── PROVIDED DATA ──

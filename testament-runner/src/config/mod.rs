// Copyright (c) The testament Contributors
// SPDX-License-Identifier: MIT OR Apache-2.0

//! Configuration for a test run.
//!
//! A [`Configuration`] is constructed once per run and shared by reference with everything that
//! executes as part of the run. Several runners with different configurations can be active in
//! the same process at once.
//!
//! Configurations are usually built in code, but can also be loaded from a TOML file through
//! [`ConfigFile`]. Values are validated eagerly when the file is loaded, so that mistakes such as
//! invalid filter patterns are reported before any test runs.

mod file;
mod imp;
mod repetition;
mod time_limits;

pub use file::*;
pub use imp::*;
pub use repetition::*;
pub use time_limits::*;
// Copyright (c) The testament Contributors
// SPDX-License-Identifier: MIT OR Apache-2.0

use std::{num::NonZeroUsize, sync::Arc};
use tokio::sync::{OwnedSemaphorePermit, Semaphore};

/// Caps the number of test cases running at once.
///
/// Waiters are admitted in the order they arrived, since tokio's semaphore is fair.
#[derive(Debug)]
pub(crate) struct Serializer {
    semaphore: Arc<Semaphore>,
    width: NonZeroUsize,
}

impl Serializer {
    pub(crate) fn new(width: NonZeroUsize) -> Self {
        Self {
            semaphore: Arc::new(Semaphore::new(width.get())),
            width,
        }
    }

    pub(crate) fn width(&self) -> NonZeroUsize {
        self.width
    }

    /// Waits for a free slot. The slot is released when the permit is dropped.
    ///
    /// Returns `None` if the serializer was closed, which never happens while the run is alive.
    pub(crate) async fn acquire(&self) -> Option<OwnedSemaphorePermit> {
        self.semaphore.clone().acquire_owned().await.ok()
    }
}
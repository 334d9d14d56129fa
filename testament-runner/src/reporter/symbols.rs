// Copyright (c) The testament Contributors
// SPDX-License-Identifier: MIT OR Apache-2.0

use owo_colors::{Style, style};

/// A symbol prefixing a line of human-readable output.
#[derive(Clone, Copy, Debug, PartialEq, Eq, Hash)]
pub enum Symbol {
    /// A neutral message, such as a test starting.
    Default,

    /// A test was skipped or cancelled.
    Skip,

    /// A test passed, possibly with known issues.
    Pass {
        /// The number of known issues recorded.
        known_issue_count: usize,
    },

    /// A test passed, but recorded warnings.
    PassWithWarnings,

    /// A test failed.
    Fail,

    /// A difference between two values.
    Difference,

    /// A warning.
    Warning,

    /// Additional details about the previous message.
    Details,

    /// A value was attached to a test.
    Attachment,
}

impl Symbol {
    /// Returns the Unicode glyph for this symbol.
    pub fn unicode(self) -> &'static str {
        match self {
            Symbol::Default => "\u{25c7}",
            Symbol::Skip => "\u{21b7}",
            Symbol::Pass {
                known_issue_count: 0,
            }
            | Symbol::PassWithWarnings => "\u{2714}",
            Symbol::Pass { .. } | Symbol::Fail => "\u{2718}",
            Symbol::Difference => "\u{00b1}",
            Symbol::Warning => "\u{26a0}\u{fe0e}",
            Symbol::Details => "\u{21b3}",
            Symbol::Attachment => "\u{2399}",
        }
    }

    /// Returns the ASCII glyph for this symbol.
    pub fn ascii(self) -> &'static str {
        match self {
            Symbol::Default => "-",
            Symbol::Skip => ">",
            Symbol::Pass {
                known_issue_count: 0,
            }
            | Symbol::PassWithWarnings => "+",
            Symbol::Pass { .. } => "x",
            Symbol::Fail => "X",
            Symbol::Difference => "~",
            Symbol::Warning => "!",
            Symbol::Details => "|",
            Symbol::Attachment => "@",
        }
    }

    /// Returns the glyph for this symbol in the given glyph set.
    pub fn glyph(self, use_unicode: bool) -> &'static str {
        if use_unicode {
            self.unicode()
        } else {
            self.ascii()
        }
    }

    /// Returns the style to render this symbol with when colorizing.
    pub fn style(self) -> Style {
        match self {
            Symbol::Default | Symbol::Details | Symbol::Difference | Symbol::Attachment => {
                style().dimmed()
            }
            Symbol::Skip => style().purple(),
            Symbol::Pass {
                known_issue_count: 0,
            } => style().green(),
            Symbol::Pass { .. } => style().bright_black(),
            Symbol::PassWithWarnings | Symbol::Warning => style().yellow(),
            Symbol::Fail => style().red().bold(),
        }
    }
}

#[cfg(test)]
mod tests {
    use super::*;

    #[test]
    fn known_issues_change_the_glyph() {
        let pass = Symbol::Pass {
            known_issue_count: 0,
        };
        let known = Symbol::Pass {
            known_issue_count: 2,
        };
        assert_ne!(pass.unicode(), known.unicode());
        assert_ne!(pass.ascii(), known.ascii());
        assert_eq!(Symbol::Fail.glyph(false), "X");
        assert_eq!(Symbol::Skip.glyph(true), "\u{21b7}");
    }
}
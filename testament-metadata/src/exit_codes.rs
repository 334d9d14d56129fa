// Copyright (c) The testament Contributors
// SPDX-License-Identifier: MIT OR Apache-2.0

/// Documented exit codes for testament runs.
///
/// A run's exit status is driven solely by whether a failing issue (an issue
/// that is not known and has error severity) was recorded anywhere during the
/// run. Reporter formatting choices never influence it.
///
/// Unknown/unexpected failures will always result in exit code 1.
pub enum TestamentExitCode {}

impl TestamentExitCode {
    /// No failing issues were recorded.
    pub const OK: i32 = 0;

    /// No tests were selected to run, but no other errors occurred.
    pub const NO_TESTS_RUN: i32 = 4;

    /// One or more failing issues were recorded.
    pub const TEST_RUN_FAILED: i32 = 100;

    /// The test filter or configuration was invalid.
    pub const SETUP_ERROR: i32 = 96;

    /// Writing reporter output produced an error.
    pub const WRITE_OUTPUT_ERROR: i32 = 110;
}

───
── PROVIDED DATA ──

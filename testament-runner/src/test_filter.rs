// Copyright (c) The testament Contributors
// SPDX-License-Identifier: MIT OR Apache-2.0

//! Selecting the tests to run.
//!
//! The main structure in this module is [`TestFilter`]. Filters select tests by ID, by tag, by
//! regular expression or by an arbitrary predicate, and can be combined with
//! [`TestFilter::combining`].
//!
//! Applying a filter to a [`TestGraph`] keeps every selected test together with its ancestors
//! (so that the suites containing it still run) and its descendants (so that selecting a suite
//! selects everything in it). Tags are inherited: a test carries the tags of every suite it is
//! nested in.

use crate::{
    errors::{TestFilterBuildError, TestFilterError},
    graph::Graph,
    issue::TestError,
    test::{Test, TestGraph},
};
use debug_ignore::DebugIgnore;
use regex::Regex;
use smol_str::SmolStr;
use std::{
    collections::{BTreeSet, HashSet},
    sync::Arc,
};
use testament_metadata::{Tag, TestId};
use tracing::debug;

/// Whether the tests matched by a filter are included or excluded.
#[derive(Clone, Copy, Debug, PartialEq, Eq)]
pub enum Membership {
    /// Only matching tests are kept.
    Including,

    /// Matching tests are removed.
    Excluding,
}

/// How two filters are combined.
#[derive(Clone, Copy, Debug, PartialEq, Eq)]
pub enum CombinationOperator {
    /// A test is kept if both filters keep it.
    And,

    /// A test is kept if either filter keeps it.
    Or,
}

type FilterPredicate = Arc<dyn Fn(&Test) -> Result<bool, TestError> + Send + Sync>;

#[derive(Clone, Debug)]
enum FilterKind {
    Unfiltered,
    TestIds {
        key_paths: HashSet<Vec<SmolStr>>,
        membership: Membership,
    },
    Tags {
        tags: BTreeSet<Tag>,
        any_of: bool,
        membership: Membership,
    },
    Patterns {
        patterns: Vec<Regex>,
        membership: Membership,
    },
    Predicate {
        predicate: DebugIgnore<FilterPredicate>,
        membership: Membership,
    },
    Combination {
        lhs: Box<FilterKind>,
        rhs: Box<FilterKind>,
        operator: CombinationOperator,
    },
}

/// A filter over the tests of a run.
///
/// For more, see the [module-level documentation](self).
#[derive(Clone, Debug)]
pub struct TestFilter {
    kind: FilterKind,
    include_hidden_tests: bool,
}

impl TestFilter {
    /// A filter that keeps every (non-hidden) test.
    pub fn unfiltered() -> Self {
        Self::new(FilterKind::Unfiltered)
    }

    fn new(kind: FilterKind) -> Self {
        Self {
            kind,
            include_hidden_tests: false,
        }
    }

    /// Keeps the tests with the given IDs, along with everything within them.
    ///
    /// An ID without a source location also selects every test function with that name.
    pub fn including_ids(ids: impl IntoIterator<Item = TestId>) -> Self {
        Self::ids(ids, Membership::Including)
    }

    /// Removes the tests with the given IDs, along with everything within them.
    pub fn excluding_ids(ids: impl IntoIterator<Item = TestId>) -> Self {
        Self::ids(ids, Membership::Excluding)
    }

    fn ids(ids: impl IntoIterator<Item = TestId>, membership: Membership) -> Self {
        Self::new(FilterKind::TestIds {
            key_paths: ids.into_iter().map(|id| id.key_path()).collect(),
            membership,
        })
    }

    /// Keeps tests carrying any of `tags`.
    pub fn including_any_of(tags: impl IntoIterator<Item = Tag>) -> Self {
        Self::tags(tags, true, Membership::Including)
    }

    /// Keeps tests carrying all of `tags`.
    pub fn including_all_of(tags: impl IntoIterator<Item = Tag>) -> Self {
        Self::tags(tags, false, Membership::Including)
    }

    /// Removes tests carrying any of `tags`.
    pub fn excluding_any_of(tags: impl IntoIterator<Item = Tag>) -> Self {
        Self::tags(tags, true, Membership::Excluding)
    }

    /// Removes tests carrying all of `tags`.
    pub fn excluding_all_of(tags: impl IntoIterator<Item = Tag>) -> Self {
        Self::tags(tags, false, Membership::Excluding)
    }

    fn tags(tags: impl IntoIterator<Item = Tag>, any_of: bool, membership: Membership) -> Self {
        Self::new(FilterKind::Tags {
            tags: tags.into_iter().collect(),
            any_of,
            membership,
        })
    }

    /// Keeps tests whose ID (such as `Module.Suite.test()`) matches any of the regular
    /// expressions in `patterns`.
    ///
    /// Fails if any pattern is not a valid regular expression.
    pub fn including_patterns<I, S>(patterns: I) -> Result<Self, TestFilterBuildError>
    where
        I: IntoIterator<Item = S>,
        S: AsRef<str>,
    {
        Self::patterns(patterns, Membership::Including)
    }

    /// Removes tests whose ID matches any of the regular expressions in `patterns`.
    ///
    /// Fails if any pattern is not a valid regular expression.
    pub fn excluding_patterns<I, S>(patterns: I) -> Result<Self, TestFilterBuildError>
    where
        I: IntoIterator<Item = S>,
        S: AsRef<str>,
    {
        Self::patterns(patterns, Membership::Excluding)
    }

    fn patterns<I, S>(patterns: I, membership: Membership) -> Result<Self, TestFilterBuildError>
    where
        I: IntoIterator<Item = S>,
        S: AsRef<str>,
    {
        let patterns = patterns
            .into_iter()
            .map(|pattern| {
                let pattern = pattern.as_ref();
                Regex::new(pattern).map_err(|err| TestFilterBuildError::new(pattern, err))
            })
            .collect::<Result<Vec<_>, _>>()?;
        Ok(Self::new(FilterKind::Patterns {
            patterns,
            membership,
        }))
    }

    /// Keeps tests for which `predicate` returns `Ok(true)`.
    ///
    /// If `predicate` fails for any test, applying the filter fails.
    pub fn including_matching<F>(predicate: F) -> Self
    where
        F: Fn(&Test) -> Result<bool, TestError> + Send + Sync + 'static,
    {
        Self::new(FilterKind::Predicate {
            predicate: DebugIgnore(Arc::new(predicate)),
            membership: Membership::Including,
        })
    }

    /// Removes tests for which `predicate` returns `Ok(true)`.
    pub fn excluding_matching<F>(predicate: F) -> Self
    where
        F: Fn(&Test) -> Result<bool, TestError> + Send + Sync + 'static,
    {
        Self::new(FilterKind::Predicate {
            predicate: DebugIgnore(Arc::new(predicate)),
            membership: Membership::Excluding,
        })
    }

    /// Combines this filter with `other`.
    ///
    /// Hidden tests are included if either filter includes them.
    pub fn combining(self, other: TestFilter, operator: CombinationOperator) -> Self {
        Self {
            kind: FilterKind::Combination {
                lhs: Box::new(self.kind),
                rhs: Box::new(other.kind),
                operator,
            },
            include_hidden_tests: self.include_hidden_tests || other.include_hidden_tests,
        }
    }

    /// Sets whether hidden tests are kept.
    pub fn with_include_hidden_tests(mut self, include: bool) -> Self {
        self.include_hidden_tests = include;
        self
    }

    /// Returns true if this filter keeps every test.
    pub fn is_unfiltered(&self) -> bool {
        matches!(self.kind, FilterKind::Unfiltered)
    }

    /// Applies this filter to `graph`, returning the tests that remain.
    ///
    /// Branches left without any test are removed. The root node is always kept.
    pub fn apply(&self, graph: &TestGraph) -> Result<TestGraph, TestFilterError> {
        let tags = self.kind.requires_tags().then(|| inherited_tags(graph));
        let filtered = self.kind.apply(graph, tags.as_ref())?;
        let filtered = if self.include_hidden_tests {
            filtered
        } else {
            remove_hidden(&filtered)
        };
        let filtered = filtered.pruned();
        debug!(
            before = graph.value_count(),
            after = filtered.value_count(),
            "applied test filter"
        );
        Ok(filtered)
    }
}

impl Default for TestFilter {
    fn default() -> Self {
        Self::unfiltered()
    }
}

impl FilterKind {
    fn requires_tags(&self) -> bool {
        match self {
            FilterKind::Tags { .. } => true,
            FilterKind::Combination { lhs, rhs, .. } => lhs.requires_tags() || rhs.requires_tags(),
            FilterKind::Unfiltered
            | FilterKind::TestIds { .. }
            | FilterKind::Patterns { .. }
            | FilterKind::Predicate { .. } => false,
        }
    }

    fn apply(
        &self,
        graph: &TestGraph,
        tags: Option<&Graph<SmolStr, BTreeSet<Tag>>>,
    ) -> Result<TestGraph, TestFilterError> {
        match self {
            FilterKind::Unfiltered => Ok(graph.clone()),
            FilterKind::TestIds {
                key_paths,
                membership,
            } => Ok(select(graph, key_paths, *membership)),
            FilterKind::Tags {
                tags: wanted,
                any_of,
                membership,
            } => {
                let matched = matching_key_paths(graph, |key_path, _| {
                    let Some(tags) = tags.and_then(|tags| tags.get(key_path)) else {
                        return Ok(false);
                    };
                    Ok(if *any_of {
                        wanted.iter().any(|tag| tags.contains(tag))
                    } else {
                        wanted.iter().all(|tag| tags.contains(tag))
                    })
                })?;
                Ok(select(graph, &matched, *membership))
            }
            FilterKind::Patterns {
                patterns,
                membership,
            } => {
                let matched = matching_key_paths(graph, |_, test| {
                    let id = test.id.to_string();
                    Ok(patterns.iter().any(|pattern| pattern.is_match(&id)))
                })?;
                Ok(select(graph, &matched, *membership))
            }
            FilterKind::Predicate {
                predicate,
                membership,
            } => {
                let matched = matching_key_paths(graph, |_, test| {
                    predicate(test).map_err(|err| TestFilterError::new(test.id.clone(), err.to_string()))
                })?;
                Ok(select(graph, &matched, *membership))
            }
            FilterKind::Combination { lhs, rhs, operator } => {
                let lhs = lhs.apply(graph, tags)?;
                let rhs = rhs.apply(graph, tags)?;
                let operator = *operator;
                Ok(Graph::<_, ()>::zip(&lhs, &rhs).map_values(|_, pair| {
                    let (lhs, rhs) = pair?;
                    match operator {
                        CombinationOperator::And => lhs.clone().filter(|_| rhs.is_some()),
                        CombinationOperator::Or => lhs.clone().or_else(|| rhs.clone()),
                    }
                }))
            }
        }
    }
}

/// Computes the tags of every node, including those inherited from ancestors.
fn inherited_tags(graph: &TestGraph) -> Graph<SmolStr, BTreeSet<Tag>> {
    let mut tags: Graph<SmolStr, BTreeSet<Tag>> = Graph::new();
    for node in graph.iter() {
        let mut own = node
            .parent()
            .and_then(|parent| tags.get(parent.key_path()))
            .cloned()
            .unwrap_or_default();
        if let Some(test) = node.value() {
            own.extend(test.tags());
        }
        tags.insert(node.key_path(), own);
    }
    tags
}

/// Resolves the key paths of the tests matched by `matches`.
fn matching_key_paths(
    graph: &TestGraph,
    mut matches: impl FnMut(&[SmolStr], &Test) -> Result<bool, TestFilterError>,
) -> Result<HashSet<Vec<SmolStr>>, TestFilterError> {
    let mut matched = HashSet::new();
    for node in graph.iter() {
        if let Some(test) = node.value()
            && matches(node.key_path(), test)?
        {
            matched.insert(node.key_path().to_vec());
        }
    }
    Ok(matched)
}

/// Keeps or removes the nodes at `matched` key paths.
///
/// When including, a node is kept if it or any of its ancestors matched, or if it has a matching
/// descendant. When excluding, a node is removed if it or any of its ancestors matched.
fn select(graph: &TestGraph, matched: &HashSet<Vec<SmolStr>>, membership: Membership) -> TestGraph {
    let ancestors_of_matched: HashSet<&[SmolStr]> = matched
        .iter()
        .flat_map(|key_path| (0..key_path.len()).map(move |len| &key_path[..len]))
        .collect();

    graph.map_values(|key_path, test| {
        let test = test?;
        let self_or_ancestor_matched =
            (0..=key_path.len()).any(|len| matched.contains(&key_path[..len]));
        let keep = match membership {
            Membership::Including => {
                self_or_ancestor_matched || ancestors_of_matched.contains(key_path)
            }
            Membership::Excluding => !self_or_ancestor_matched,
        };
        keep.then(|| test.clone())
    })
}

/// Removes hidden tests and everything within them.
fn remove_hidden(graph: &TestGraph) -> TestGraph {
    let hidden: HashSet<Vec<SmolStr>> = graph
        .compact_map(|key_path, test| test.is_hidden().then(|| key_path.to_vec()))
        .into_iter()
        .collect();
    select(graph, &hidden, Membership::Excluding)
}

───

INSTRUCTIONS FOR THE TASK => Which lines in the records above contain the word "them"? Copy each one.

RESPONSE AREA =>
    /// Keeps the tests with the given IDs, along with everything within them.
    /// Removes the tests with the given IDs, along with everything within them.
    /// Hidden tests are included if either filter includes them.
/// Removes hidden tests and everything within them.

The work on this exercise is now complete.